Le micro ouvert

Publié le 15 mars 2017

Par Renaud Pilote

Depuis quelques années déjà, il s’était mis à lire les poètes, la lecture de l’un appelant la lecture de l’autre. La poésie l’avait touché au point où il croyait désormais qu’il était, lui aussi, en mesure d’écrire un vers qui vaudrait la peine d’être lu. Il avait donc voulu goûter à cette posture de l’esprit que, faute de mieux, ils appelaient bohème et qui semblait requise pour user des mots avec justesse.

Alors il s’était appliqué à correspondre aux clichés inoffensifs du poète, s’était laissé tenter par l’art perdu du sonnet, avait gribouillé sur les napperons des germes d’idées, des sensations marquantes et des souvenirs qu’il jugeait névralgiques. Puis il avait agencé le tout soigneusement, utilisé le dictionnaire et demandé l’avis d’un ami en création littéraire à l’université. Toujours digestes le lendemain matin, ses textes lui paraissaient avoir surmonté l’épreuve du temps. Presque sans qu’il s’en rende compte, sa présence sur la scène du prochain micro ouvert qui aurait lieu au café du coin, dans le courant de la semaine suivante, était devenue une affaire réglée, coulée dans le béton.
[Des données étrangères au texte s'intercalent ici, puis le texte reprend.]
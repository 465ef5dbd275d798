//! Wave composition.

use std::fmt;

use serde::{Deserialize, Serialize};

use crate::data::Catalog;
use crate::enemy::EnemyKind;
use crate::rng::SimRng;

/// Boss assaults close every seventh day.
pub const BOSS_DAY_INTERVAL: u32 = 7;

/// Closed set of wave themes.
#[derive(Debug, Clone, Copy, PartialEq, Eq, PartialOrd, Ord, Hash, Serialize, Deserialize)]
pub enum WaveTheme {
    /// Mixed light infantry.
    Skirmish,
    /// Many minions.
    Swarm,
    /// Armored front line.
    Vanguard,
    /// Fast flankers.
    Ambush,
    /// Bulk with a heavy.
    Horde,
    /// Elites only.
    Elite,
    /// Fast animals.
    Beasts,
    /// Casters.
    Arcane,
    /// Slow, tough attackers.
    Siege,
    /// Escorted boss, only on the last wave of a boss day.
    BossAssault,
}

impl WaveTheme {
    /// Every theme, in declaration order.
    pub const ALL: [WaveTheme; 10] = [
        WaveTheme::Skirmish,
        WaveTheme::Swarm,
        WaveTheme::Vanguard,
        WaveTheme::Ambush,
        WaveTheme::Horde,
        WaveTheme::Elite,
        WaveTheme::Beasts,
        WaveTheme::Arcane,
        WaveTheme::Siege,
        WaveTheme::BossAssault,
    ];

    /// Snake-case identifier.
    #[must_use]
    pub const fn name(self) -> &'static str {
        match self {
            WaveTheme::Skirmish => "skirmish",
            WaveTheme::Swarm => "swarm",
            WaveTheme::Vanguard => "vanguard",
            WaveTheme::Ambush => "ambush",
            WaveTheme::Horde => "horde",
            WaveTheme::Elite => "elite",
            WaveTheme::Beasts => "beasts",
            WaveTheme::Arcane => "arcane",
            WaveTheme::Siege => "siege",
            WaveTheme::BossAssault => "boss_assault",
        }
    }
}

impl fmt::Display for WaveTheme {
    fn fmt(&self, f: &mut fmt::Formatter<'_>) -> fmt::Result {
        f.write_str(self.name())
    }
}

/// A composed wave. Immutable once built.
#[derive(Debug, Clone, PartialEq, Eq, Serialize, Deserialize)]
pub struct WaveSpec {
    /// Wave index within the day.
    pub index: u32,
    /// Theme.
    pub theme: WaveTheme,
    /// Regular enemies, in spawn order.
    pub roster: Vec<EnemyKind>,
    /// Boss spawned after the roster, if any.
    pub boss: Option<EnemyKind>,
}

impl WaveSpec {
    /// Whether a boss is present.
    #[must_use]
    pub const fn has_boss(&self) -> bool {
        self.boss.is_some()
    }

    /// Total spawns including the boss.
    #[must_use]
    pub fn spawn_count(&self) -> usize {
        self.roster.len() + usize::from(self.has_boss())
    }
}

/// Final wave of a boss day.
#[must_use]
pub const fn is_boss_wave(day: u32, wave_index: u32, total_waves: u32) -> bool {
    let total = if total_waves == 0 { 1 } else { total_waves };
    day > 0 && day % BOSS_DAY_INTERVAL == 0 && wave_index + 1 == total
}

/// `floor((2 + day/2) × (1 + wave_index/total_waves))`, at least 1.
#[must_use]
pub fn enemy_count(day: u32, wave_index: u32, total_waves: u32) -> u32 {
    let total = u64::from(total_waves.max(1));
    let count = (4 + u64::from(day)) * (total + u64::from(wave_index)) / (2 * total);
    u32::try_from(count).unwrap_or(u32::MAX).max(1)
}

/// Compose a wave.
///
/// Draw order from `rng`: theme (skipped on boss waves), one kind per
/// roster slot, then the boss.
pub fn compose_wave(
    rng: &mut SimRng,
    catalog: &Catalog,
    day: u32,
    wave_index: u32,
    total_waves: u32,
) -> WaveSpec {
    let boss_wave = is_boss_wave(day, wave_index, total_waves);
    let theme = if boss_wave {
        WaveTheme::BossAssault
    } else {
        let regular = &WaveTheme::ALL[..WaveTheme::ALL.len() - 1];
        rng.pick(regular).copied().unwrap_or(WaveTheme::Skirmish)
    };

    let pool = catalog.theme_pool(theme);
    let count = enemy_count(day, wave_index, total_waves);
    let roster = (0..count)
        .filter_map(|_| rng.pick(pool).copied())
        .collect();

    let boss = boss_wave.then(|| pick_boss(rng, catalog, day)).flatten();

    WaveSpec {
        index: wave_index,
        theme,
        roster,
        boss,
    }
}

fn pick_boss(rng: &mut SimRng, catalog: &Catalog, day: u32) -> Option<EnemyKind> {
    let unlocked: Vec<EnemyKind> = catalog
        .bosses
        .values()
        .filter(|def| def.unlock_day <= day)
        .map(|def| def.kind)
        .collect();
    if unlocked.is_empty() {
        return catalog
            .bosses
            .values()
            .min_by_key(|def| def.unlock_day)
            .map(|def| def.kind);
    }
    rng.pick(&unlocked).copied()
}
Il connaissait bien le fonctionnement de ce type d’événement. Il lui fallait arriver tôt pour inscrire son nom, car il ne voulait pas recevoir les miettes d’attention généralement réservées aux participants de fin de soirée. Quelque part au début du deuxième tiers lui semblait un moment approprié pour réciter. Il ne se l’avouait pas, mais le trac commençait à s’immiscer en lui. La dernière fois qu’il avait lu un texte à haute voix remontait à la petite école. Il regrettait de ne pas avoir délié ses cordes vocales avant de partir, seul devant le miroir de sa salle de bain. Les poètes n’ont pas l’aisance des acteurs, et il avait noté que souvent, un bon texte devenait mauvais en raison de la patate chaude qui semblait s’être logée dans la bouche du récitant. Il se rassura à la pensée que la quasi-totalité de l’auditoire allait être composée de poètes, eux-mêmes venus réciter, et qu’il serait ingrat de leur part de lui tenir rigueur de ses maladresses déclamatoires. Il attendit donc son tour l’estomac noué en écoutant les autres de tous ses sens, son attention accrue par l’appréhension. Son moment passa comme un rêve et les applaudissements lui semblèrent comme abstraits, destinés à un «je» qui aurait été un «autre».

Il devint bientôt un habitué des micros ouverts. Il appréciait la qualité de l’écoute qui y régnait: c’était un lieu de respect où, jeunes comme vieux, tous pouvaient abattre leur méfiance et comploter tranquillement, un verre à la main, contre la morosité de l’époque. Enfin, il aimait surtout surprendre ces instants où, au détour d’un mot qui apparaissait banal, le temps se suspendait, révélant la fragilité du monde et le bonheur d’être en vie.